§ What you are asked to do: Using the data below, gather each line that includes the word "engine".

§ Stored data entries:
use thiserror::Error;

/// Playback engine failures
///
/// None of these are fatal to a session: the engine logs them, leaves
/// `is_playing` false and waits for the next command.
#[derive(Debug, Clone, PartialEq, Eq, Error)]
pub enum PlaybackError {
    #[error("No source loaded")]
    NothingLoaded,

    #[error("Failed to load {url}: {reason}")]
    Load { url: String, reason: String },

    #[error("Output error: {0}")]
    Output(String),
}

/// Errors from session commands
#[derive(Debug, Clone, PartialEq, Eq, Error)]
pub enum SessionError {
    #[error(transparent)]
    Queue(#[from] moodplay_core::QueueError),

    #[error(transparent)]
    Playback(#[from] PlaybackError),
}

§ Output of the exercise:
/// Playback engine failures
/// None of these are fatal to a session: the engine logs them, leaves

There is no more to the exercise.